Juventud Rebelde - Diario de la Juventud Cubana

Una recarga de felicidad

Autor:

Juan Morales Agüero

La última semana de julio figura en el archivo de mis recuerdos como una de las más felices de mi etapa reciente. ¿Razones? Tuve a mi hija Sofía casi a tiempo completo bajo mi techo. Durante esas adorables jornadas hablamos hasta por los codos, nos divertimos con cualquier bobada, discutimos sin que nadie ganara, nos llamamos por nuestros mil apodos... Ella está de vacaciones luego de concluir el segundo año de la carrera de Lengua Francesa en la Universidad de La Habana. 

Desde hace meses me había advertido: «Cuando vaya para Las Tunas quiero cocinarte para que pruebes mi sazón». Y así lo hizo, en efecto. A pesar de carecer de evidencias sobre esa faceta suya —a todas luces adquirida a la fuerza al independizarse—, puse mis papilas gustativas en sus manos. 

Tan pronto llegó a casa, y luego de los abrazos, tomó posesión de la cocina como si ese hubiera sido su lugar de operaciones toda la vida. Los resultados fueron —en comidas sucesivas—, los espaguetis más ricos que he probado y un congrí de frijoles negros que quedó como para chuparse los dedos. Sofía combinó la elaboración con una clase «magistral» de técnica culinaria, combinada a un rosario de regaños dirigidos a mí que estuvieron a punto de sacarme de paso. 

«Papi, debes comprar un estropajo metálico, para raspar las vasijas en el fondo», me dijo mientras fregaba un jarro. Al percatarse de que una «cacharra» tenía un salidero, me exigió adquirir una nueva. Luego la tomó con los pomos del agua: «¡Mira qué sucios están, papi! ¿Qué esperas para cambiarlos?», y a seguidas: «Cuando saques un alimento del refrigerador, toma solo la parte que vas a consumir, ¡no lo calientes todo!». Criticó también los trapos de cocina y me instó a remplazarlos. Y yo serio, sin decir «ni esta boca es mía». 

La preparación de los espaguetis devino ejercicio de arte: picó finos y simétricos los ajíes, el cebollino y el ajo puerro. 

Los sofrió por orden en la sartén y me explicó por qué debe hacerse así. Pidió puré y le di el que había. Cuando lo agregó a la salsa y la probó, otro sermón: «¡Ese puré está ácido, papi, debes tener cuidado a quién se lo compras!» 

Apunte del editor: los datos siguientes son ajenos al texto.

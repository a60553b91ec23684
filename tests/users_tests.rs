mod common;

use crmdesk::db;
use crmdesk::error::{StoreError, UserField};
use crmdesk::models::{CompanyStatus, Role, UserUpdate};

// ── Create & lookup ─────────────────────────────────────────────

#[tokio::test]
async fn create_then_lookup_by_id_username_and_email() {
    let test_db = common::spawn_db().await;
    let pool = &test_db.pool;

    let mut new = common::new_user("alice");
    new.employee_id = Some("E-100".to_string());
    new.role = Role::Admin;
    let user = db::users::create(pool, &new).await.unwrap();

    let found = db::users::find_by_id(pool, user.id).await.unwrap().unwrap();
    assert_eq!(found.username, "alice");
    assert_eq!(found.email, "alice@example.com");
    assert_eq!(found.employee_id.as_deref(), Some("E-100"));
    assert_eq!(found.role, Role::Admin);
    assert!(found.is_admin());
    assert!(found.login_time.is_none());
    assert_eq!(found.created_at, user.created_at);

    assert!(db::users::find_by_username(pool, "alice").await.unwrap().is_some());
    assert!(db::users::find_by_email(pool, "alice@example.com").await.unwrap().is_some());
    assert!(db::users::find_by_username(pool, "nobody").await.unwrap().is_none());

    common::cleanup(test_db).await;
}

#[tokio::test]
async fn password_hash_is_not_serialized() {
    let test_db = common::spawn_db().await;

    let user = common::create_user(&test_db.pool, "bob").await;
    let json = serde_json::to_value(&user).unwrap();
    assert!(json.get("password_hash").is_none());
    assert_eq!(json["role"], "employee");

    common::cleanup(test_db).await;
}

// ── Duplicates ──────────────────────────────────────────────────

#[tokio::test]
async fn duplicate_username_is_rejected() {
    let test_db = common::spawn_db().await;
    let pool = &test_db.pool;

    common::create_user(pool, "carol").await;

    let mut again = common::new_user("carol");
    again.email = "other@example.com".to_string();
    let err = db::users::create(pool, &again).await.unwrap_err();
    match err {
        StoreError::Duplicate { field, value } => {
            assert_eq!(field, UserField::Username);
            assert_eq!(value, "carol");
        }
        other => panic!("expected duplicate error, got {other}"),
    }

    common::cleanup(test_db).await;
}

#[tokio::test]
async fn duplicate_email_is_rejected() {
    let test_db = common::spawn_db().await;
    let pool = &test_db.pool;

    common::create_user(pool, "dave").await;

    let mut again = common::new_user("dave2");
    again.email = "dave@example.com".to_string();
    let err = db::users::create(pool, &again).await.unwrap_err();
    assert!(matches!(
        err,
        StoreError::Duplicate { field: UserField::Email, .. }
    ));

    common::cleanup(test_db).await;
}

#[tokio::test]
async fn duplicate_employee_id_is_rejected() {
    let test_db = common::spawn_db().await;
    let pool = &test_db.pool;

    let mut first = common::new_user("erin");
    first.employee_id = Some("E-7".to_string());
    db::users::create(pool, &first).await.unwrap();

    let mut second = common::new_user("frank");
    second.employee_id = Some("E-7".to_string());
    let err = db::users::create(pool, &second).await.unwrap_err();
    assert!(matches!(
        err,
        StoreError::Duplicate { field: UserField::EmployeeId, .. }
    ));

    common::cleanup(test_db).await;
}

#[tokio::test]
async fn concurrent_creates_with_same_username_yield_one_duplicate() {
    let test_db = common::spawn_db().await;
    let pool = &test_db.pool;

    let first = common::new_user("gina");
    let mut second = common::new_user("gina");
    second.email = "gina.other@example.com".to_string();

    let (a, b) = tokio::join!(
        db::users::create(pool, &first),
        db::users::create(pool, &second)
    );

    let results = [a, b];
    let ok = results.iter().filter(|r| r.is_ok()).count();
    assert_eq!(ok, 1, "exactly one create should succeed");

    for result in results {
        if let Err(err) = result {
            assert!(
                matches!(err, StoreError::Duplicate { field: UserField::Username, .. }),
                "expected duplicate username, got {err}"
            );
        }
    }

    assert_eq!(db::users::list_all(pool).await.unwrap().len(), 1);

    common::cleanup(test_db).await;
}

// ── Update & delete ─────────────────────────────────────────────

#[tokio::test]
async fn partial_update_only_touches_given_fields() {
    let test_db = common::spawn_db().await;
    let pool = &test_db.pool;

    let user = common::create_user(pool, "hank").await;

    let updated = db::users::update(
        pool,
        user.id,
        &UserUpdate {
            full_name: Some("Hank Hill".to_string()),
            role: Some(Role::Admin),
            ..Default::default()
        },
    )
    .await
    .unwrap()
    .unwrap();

    assert_eq!(updated.full_name, "Hank Hill");
    assert_eq!(updated.role, Role::Admin);
    assert_eq!(updated.username, "hank");
    assert_eq!(updated.email, user.email);
    assert_eq!(updated.password_hash, user.password_hash);

    common::cleanup(test_db).await;
}

#[tokio::test]
async fn update_missing_user_returns_none() {
    let test_db = common::spawn_db().await;

    let result = db::users::update(&test_db.pool, uuid::Uuid::now_v7(), &UserUpdate::default())
        .await
        .unwrap();
    assert!(result.is_none());

    common::cleanup(test_db).await;
}

#[tokio::test]
async fn update_to_taken_email_is_duplicate() {
    let test_db = common::spawn_db().await;
    let pool = &test_db.pool;

    common::create_user(pool, "ivy").await;
    let jack = common::create_user(pool, "jack").await;

    let err = db::users::update(
        pool,
        jack.id,
        &UserUpdate {
            email: Some("ivy@example.com".to_string()),
            ..Default::default()
        },
    )
    .await
    .unwrap_err();

    match err {
        StoreError::Duplicate { field, value } => {
            assert_eq!(field, UserField::Email);
            assert_eq!(value, "ivy@example.com");
        }
        other => panic!("expected duplicate error, got {other}"),
    }

    common::cleanup(test_db).await;
}

#[tokio::test]
async fn login_time_is_stamped() {
    let test_db = common::spawn_db().await;
    let pool = &test_db.pool;

    let user = common::create_user(pool, "kim").await;
    db::users::update_login_time(pool, user.id).await.unwrap();

    let found = db::users::find_by_id(pool, user.id).await.unwrap().unwrap();
    assert!(found.login_time.is_some());

    common::cleanup(test_db).await;
}

#[tokio::test]
async fn list_all_is_newest_first_and_delete_removes() {
    let test_db = common::spawn_db().await;
    let pool = &test_db.pool;

    let older = common::create_user(pool, "lee").await;
    let newer = common::create_user(pool, "max").await;

    let users = db::users::list_all(pool).await.unwrap();
    assert_eq!(users.len(), 2);
    assert_eq!(users[0].id, newer.id);
    assert_eq!(users[1].id, older.id);

    db::users::delete(pool, older.id).await.unwrap();
    assert!(db::users::find_by_id(pool, older.id).await.unwrap().is_none());

    common::cleanup(test_db).await;
}

#[tokio::test]
async fn deleting_user_unassigns_their_companies() {
    let test_db = common::spawn_db().await;
    let pool = &test_db.pool;

    let user = common::create_user(pool, "nina").await;
    common::create_company(pool, "Acme").await;
    let assigned = db::companies::assign_to_user(pool, user.id, 1).await.unwrap();
    assert_eq!(assigned.len(), 1);

    db::users::delete(pool, user.id).await.unwrap();

    let company = db::companies::find_by_id(pool, assigned[0].id)
        .await
        .unwrap()
        .unwrap();
    assert!(company.assigned_to_user_id.is_none());
    assert_eq!(company.status, CompanyStatus::Unassigned);

    // Released companies can be claimed again.
    let next = common::create_user(pool, "olga").await;
    let reclaimed = db::companies::assign_to_user(pool, next.id, 5).await.unwrap();
    assert_eq!(reclaimed.len(), 1);
    assert_eq!(reclaimed[0].id, company.id);

    common::cleanup(test_db).await;
}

Ante la nueva reprimenda, mi umbral de tolerancia llegó al tope. «¡Por favor, Sofía, ni un regaño más!, ¿qué te piensas? Parece que La Habana te ha cambiado…». Ahí nos dijimos cuatro cosas —ninguna hiriente—, pero, a los pocos minutos, nos reconciliamos. Las disputas integran nuestros afectos. 

Sigo con el tema. Al quedar descartada por «ácida» la salsa del puré, y por expresas instrucciones suyas, salí a la calle a comprar una lata del producto («¡que sea de fábrica!», me exigió), una cabeza de ajo y una cebolla para sustituir al cebollino y al ajo puerro («no me convencen ninguno de los dos», confesó). Con lo que le traje elaboró una nueva salsa, la vertió sobre los espaguetis y minutos después estábamos degustando unas pastas dignas de un restaurante italiano. 

Sofía y yo disfrutamos llevarnos la contraria, pero dudo que haya padre e hija que se amen más y que compartan tantos caprichos. En La Habana suele caminar cuadras y cuadras para llegar a la Facultad donde estudia y jamás se lamenta. Al contrario, enfrenta con buen talante los infortunios. Es un cascabel, una mariposa que irradia optimismo y buena onda. 

Sabe alternar los deberes con la recreación. Siempre que puede va a la playa, a una galería, al cine o a un bar con Denis (su novio avileño que estudia Ingeniería Nuclear) a escuchar música o a tomarse una cerveza. Eso sin olvidar su hábito de lectura. Sus profesores y sus amistades la adoran. 

Hace pocos días se fue para Ciego de Ávila a visitar a su prometido y a sus suegros. Permanecí a su lado hasta que la guagua arrancó y tomó carretera. En el trayecto me fue dando partes desde su inseparable teléfono celular: «Vamos por Camagüey, papi; ahora estamos llegando a Florida…», en fin… A punto de cumplir 21 años, Sofía no ha dejado de ser niña. 

Durante los días que permaneció en nuestra casa, dormimos juntos, ella con sus piernas tiradas por encima de mi cuerpo —como hacía cuando era una chiquilla—, u ocupando casi toda la cama sin apenas dejarme espacio. En estos tiempos complicados y estresantes, reencontrarme con Sofía me devolvió la sonrisa y devino oportuna recarga de felicidad. ¡Falta que me hacía!